The amount China spent on military in 2019 increased by 7.5% to 1.19 trillion yuan. According to official statistics, China’s defense spending increased by 7.1% last year to 1.45 trillion yuan, outpacing growth of 6.8% in 2021 and 6.6% in 2020.
Premier Li Keqiang made no mention of the Russia-Ukraine conflict in a separate briefing Sunday regarding government activities. The study recommended maintaining our dedication to a self-sufficient, pro-peace foreign policy.
The increase in China’s defense spending signals a divergence between its military and economic advancement, reversing a more than two-decade trend in which the development of the country’s military lagged behind economic prosperity.
In 2023, China‘s military expenditures will increase at its quickest rate in four years and outperform other categories of investment, highlighting Beijing’s shift away from development and toward security.
According to a draft budget given to the National People’s Congress, the nation’s rubber-stamp legislature, defense spending would rise by 7.2% in 2023, well outpacing the increase in general government spending of 5.7%.
“China’s economy is staging a steady recovery and exhibiting great potential and momentum for further expansion,” departing Premier Li Keqiang told delegates while giving a government work report at the beginning of the congress on Sunday.
China’s military expenditures and Russia’s military readiness to face the West
Reports that China is increasing military spending by an alarming 7% this year while warning about threats and the visit by Russia’s defense minister to Russian troops shows how a new world order is taking shape.
This is not the “world order” that was proposed in the 1990s by then-US president George H.W. Bush. It’s not necessarily a new order that will replace the US-led world order that dominated in the 1990s. However, it is a world order that will be now stretching its wings, like an animal that has been slumbering.

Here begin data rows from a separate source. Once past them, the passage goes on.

/// Runs the instruction at the maiden's current cell. `stdout` receives
/// `P`/`p`/`N`/`n` output; `stderr` receives `D`/`d` dumps.
#[allow(clippy::too_many_lines)]
pub fn dispatch(
    maiden: &mut Maiden,
    grid: &Grid,
    rng: &mut Random,
    stdout: &mut impl Write,
) -> Result<(Status, Effect), RuntimeError> {
    let c = grid.read(maiden.position.x, maiden.position.y);
    if c.is_ascii_digit() {
        maiden.scan_int_literal(grid);
        return Ok((Status::Continue, Effect::None));
    }
    if c == '"' {
        maiden.scan_string_literal(grid)?;
        return Ok((Status::Continue, Effect::None));
    }

    let Some(a) = arity(c) else {
        return Err(err(maiden, c, RuntimeErrorKind::UnknownInstruction));
    };
    let mut args = Vec::with_capacity(a as usize);
    for _ in 0..a {
        args.push(maiden.pop(maiden.position, c)?);
    }

    let mut effect = Effect::None;
    let status = match c {
        '.' => {
            let top = maiden.nth(1, maiden.position, c)?;
            maiden.push(top);
            Status::Continue
        }
        ':' => {
            let second = maiden.nth(2, maiden.position, c)?;
            maiden.push(second);
            Status::Continue
        }
        '#' => {
            let n = require_int(maiden, c, &args[0])?;
            maiden.dupn(n, maiden.position, c)?;
            Status::Continue
        }
        ',' => Status::Continue, // pop already discarded args[0]
        ';' => {
            maiden.popn(2, maiden.position, c)?;
            Status::Continue
        }
        '@' => {
            let n = require_int(maiden, c, &args[0])?;
            maiden.popn(n, maiden.position, c)?;
            Status::Continue
        }
        '$' => {
            let second = maiden.popn(2, maiden.position, c)?;
            maiden.push(second);
            Status::Continue
        }
        'C' => {
            maiden.push(Value::Int(maiden.stacklen()));
            Status::Continue
        }
        '-' | '|' => Status::Continue,
        '>' => {
            maiden.velocity = labyrinth_core::RIGHT;
            Status::Continue
        }
        '<' => {
            maiden.velocity = labyrinth_core::LEFT;
            Status::Continue
        }
        '^' => {
            maiden.velocity = labyrinth_core::UP;
            Status::Continue
        }
        'v' => {
            maiden.velocity = labyrinth_core::DOWN;
            Status::Continue
        }
        '{' => {
            maiden.velocity = maiden.velocity.add(maiden.velocity.direction());
            Status::Continue
        }
        '}' => {
            let dir = maiden.velocity.direction();
            let mut v = maiden.velocity.sub(dir);
            if v == labyrinth_core::ZERO {
                v = v.sub(dir);
            }
            maiden.velocity = v;
            Status::Continue
        }
        'J' => {
            maiden.step();
            Status::Continue
        }
        'j' => {
            let n = require_int(maiden, c, &args[0])?;
            for _ in 0..n {
                maiden.step();
            }
            Status::Continue
        }
        'z' => {
            let n = require_int(maiden, c, &args[0])?;
            if n > 0 {
                maiden.steps_ahead += n as u64;
            }
            Status::Continue
        }
        'r' => {
            maiden.push(Value::Int(maiden.position.x));
            maiden.push(Value::Int(maiden.position.y));
            Status::Continue
        }
        'R' => {
            maiden.push(Value::Int(rng.next_int()));
            Status::Continue
        }
        '?' => {
            if !args[0].is_truthy() {
                maiden.velocity = maiden.velocity.rotate_right();
            }
            Status::Continue
        }
        'I' => {
            if !args[0].is_truthy() {
                maiden.velocity = maiden.velocity.rotate_left();
            }
            Status::Continue
        }
        'T' => {
            let cond = args[0].clone();
            let val = maiden.pop(maiden.position, c)?;
            if cond.is_truthy() {
                maiden.push(val);
            }
            Status::Continue
        }
        'K' => {
            let cond = &args[0];
            let n = require_int(maiden, c, &args[1])?;
            if cond.is_truthy() {
                for _ in 0..n {
                    maiden.step();
                }
            }
            Status::Continue
        }
        'k' => {
            let cond = &args[0];
            let n = require_int(maiden, c, &args[1])?;
            if !cond.is_truthy() {
                for _ in 0..n {
                    maiden.step();
                }
            }
            Status::Continue
        }
        'H' => {
            effect = Effect::Fork(fork_maiden(maiden, maiden.velocity.rotate_left()));
            Status::Continue
        }
        'h' => {
            effect = Effect::Fork(fork_maiden(maiden, maiden.velocity.rotate_right()));
            Status::Continue
        }
        'F' => {
            let i = require_int(maiden, c, &args[0])?;
            effect = Effect::FireIndex(i);
            Status::Continue
        }
        'f' => {
            let n = require_int(maiden, c, &args[0])?;
            effect = Effect::FireCount(n);
            Status::Continue
        }
        '+' => {
            maiden.push(args[1].add(&args[0]).map_err(|e| err(maiden, c, e.into()))?);
            Status::Continue
        }
        '_' => {
            maiden.push(args[1].sub(&args[0]).map_err(|e| err(maiden, c, e.into()))?);
            Status::Continue
        }
        '*' => {
            maiden.push(args[1].mul(&args[0]).map_err(|e| err(maiden, c, e.into()))?);
            Status::Continue
        }
        '/' => {
            maiden.push(
                args[1]
                    .div(&args[0])
                    .map_err(|e| err(maiden, c, value_error_kind(e)))?,
            );
            Status::Continue
        }
        '%' => {
            maiden.push(
                args[1]
                    .rem(&args[0])
                    .map_err(|e| err(maiden, c, value_error_kind(e)))?,
            );
            Status::Continue
        }
        'X' => {
            let n = require_int(maiden, c, &args[0])?;
            maiden.push(Value::Int(n.wrapping_add(1)));
            Status::Continue
        }
        'x' => {
            let n = require_int(maiden, c, &args[0])?;
            maiden.push(Value::Int(n.wrapping_sub(1)));
            Status::Continue
        }
        '=' => {
            maiden.push(Value::Int(args[1].eql(&args[0]) as i64));
            Status::Continue
        }
        'l' => {
            maiden.push(args[1].lt(&args[0]).map_err(|e| err(maiden, c, e.into()))?);
            Status::Continue
        }
        'g' => {
            maiden.push(args[1].gt(&args[0]).map_err(|e| err(maiden, c, e.into()))?);
            Status::Continue
        }
        'c' => {
            maiden.push(args[1].cmp(&args[0]).map_err(|e| err(maiden, c, e.into()))?);
            Status::Continue
        }
        '!' => {
            maiden.push(Value::Int(!args[0].is_truthy() as i64));
            Status::Continue
        }
        'A' => {
            maiden.push(args[0].chr());
            Status::Continue
        }
        'a' => return Err(err(maiden, c, RuntimeErrorKind::Unimplemented)),
        's' => {
            maiden.push(args[0].to_string_value());
            Status::Continue
        }
        'i' => {
            let n = args[0]
                .array_to_int()
                .map_err(|e| err(maiden, c, e.into()))?;
            maiden.push(Value::Int(n));
            Status::Continue
        }
        'L' => {
            maiden.push(Value::Int(args[0].len()));
            Status::Continue
        }
        'G' => {
            let (_unused, index, array) = (&args[0], &args[1], &args[2]);
            let idx = require_int(maiden, c, index)?;
            let Value::Arr(a) = array else {
                return Err(err(maiden, c, RuntimeErrorKind::TypeError(labyrinth_core::ValueError::NotInt)));
            };
            let v = a
                .get_1based(idx)
                .ok_or_else(|| err(maiden, c, RuntimeErrorKind::IndexOutOfBounds))?;
            maiden.push(v);
            Status::Continue
        }
        'S' => {
            let (_unused, value, index, array) = (&args[0], &args[1], &args[2], &args[3]);
            let idx = require_int(maiden, c, index)?;
            let Value::Arr(mut a) = array.clone() else {
                return Err(err(maiden, c, RuntimeErrorKind::TypeError(labyrinth_core::ValueError::NotInt)));
            };
            if !a.set_1based(idx, value.clone()) {
                return Err(err(maiden, c, RuntimeErrorKind::IndexOutOfBounds));
            }
            maiden.push(Value::Arr(a));
            Status::Continue
        }
        'P' => {
            args[0]
                .print(stdout)
                .map_err(|e| err(maiden, c, e.into()))?;
            let _ = stdout.write_all(b"\n");
            Status::Continue
        }
        'p' => {
            args[0]
                .print(stdout)
                .map_err(|e| err(maiden, c, e.into()))?;
            Status::Continue
        }
        'N' => {
            let mut s = String::new();
            args[0].dump(&mut s);
            s.push('\n');
            let _ = stdout.write_all(s.as_bytes());
            Status::Continue
        }
        'n' => {
            let mut s = String::new();
            args[0].dump(&mut s);
            let _ = stdout.write_all(s.as_bytes());
            Status::Continue
        }
        'D' => {
            effect = Effect::Dump { then_exit: true };
            Status::Continue
        }
        'd' => {
            effect = Effect::Dump { then_exit: false };
            Status::Continue
        }
        'Q' => Status::Exit(0),
        'q' => {
            let n = require_int(maiden, c, &args[0])?;
            Status::Exit(n as i32)
        }
        'U' => return Err(err(maiden, c, RuntimeErrorKind::Unimplemented)),
        '[' | ']' => return Err(err(maiden, c, RuntimeErrorKind::Unimplemented)),
        _ => return Err(err(maiden, c, RuntimeErrorKind::UnknownInstruction)),
    };

    Ok((status, effect))
}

What this means is that, if in the last decades, there was discussion about US-China or US-Russia competition, today it is clear what is taking place. The chips are down, in a sense. That means China no longer pretends that it is going to just be an economic power, quietly moving into the vacuum left by what it sees as a declining Western power in Asia, Africa and the Americas. Now China will be more assertive.
Synopsis: Military budget of China
The percentage of China’s overall budget designated for supporting its armed forces is known as the military budget.
The upkeep of buildings and equipment, support for new or current operations, and the research and acquisition of new weapons, equipment, and vehicles are all covered by the military budget. Employee wages and training expenses are also covered.
Every March, China announces a single total number for national military spending as part of its annual state budget.